▶ _What you need to do_
Look through the entries and report how many lines include the word "parent". Give the number alone.

▶ _Records supplied_
------------------------------------

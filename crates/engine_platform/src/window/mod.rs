// crates/engine_platform/src/window/mod.rs
pub mod fullscreen;
pub mod registry;
pub mod style;

pub use registry::{SavedPlacement, WindowRecord, WindowRegistry};
pub use style::{ExStyleFlags, StyleFlags, WindowStyle};

use engine_shared::{WindowCreationFlags, WindowHandle};

/// Screen-space rectangle, right/bottom exclusive.
#[derive(Debug, Clone, Copy, PartialEq, Eq, Default)]
pub struct Rect {
    pub left: i32,
    pub top: i32,
    pub right: i32,
    pub bottom: i32,
}

impl Rect {
    pub fn new(left: i32, top: i32, right: i32, bottom: i32) -> Self {
        Self { left, top, right, bottom }
    }

    pub fn from_size(x: i32, y: i32, width: i32, height: i32) -> Self {
        Self::new(x, y, x + width, y + height)
    }

    pub fn width(&self) -> i32 {
        self.right - self.left
    }

    pub fn height(&self) -> i32 {
        self.bottom - self.top
    }
}

/// Placement in the z-order applied together with a rect change.
#[derive(Debug, Clone, Copy, PartialEq, Eq)]
pub enum ZOrder {
    /// Above all non-topmost windows, and stays there.
    TopMost,
    /// Top of the normal band; clears top-most.
    Top,
}

/// What the caller asks for in `create_window`.
#[derive(Debug, Clone, PartialEq)]
pub struct WindowDesc {
    pub title: String,
    pub width: i32,
    pub height: i32,
    /// `-1` places the window at the work area's top-left corner.
    pub x: i32,
    pub y: i32,
    pub parent: Option<WindowHandle>,
    pub flags: WindowCreationFlags,
    /// RGB in 0..=1; `None` uses the configured default. Only the first
    /// created window's color reaches the shared window class.
    pub background_color: Option<[f32; 3]>,
}

impl WindowDesc {
    pub fn new(title: impl Into<String>, width: i32, height: i32) -> Self {
        Self {
            title: title.into(),
            width,
            height,
            x: -1,
            y: -1,
            parent: None,
            flags: WindowCreationFlags::empty(),
            background_color: None,
        }
    }

    pub fn with_position(mut self, x: i32, y: i32) -> Self {
        self.x = x;
        self.y = y;
        self
    }

    pub fn with_parent(mut self, parent: WindowHandle) -> Self {
        self.parent = Some(parent);
        self
    }

    pub fn with_flags(mut self, flags: WindowCreationFlags) -> Self {
        self.flags = flags;
        self
    }

    pub fn with_background(mut self, rgb: [f32; 3]) -> Self {
        self.background_color = Some(rgb);
        self
    }
}

/// Fully resolved request handed to the backend: final client size,
/// position, style and parent.
#[derive(Debug, Clone, PartialEq)]
pub struct NativeWindowDesc {
    pub title: String,
    pub client_width: i32,
    pub client_height: i32,
    pub x: i32,
    pub y: i32,
    pub style: WindowStyle,
    pub parent: Option<crate::message::NativeWindowId>,
    pub maximized: bool,
}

------------------------------------

▶ _Solution to this exercise_
6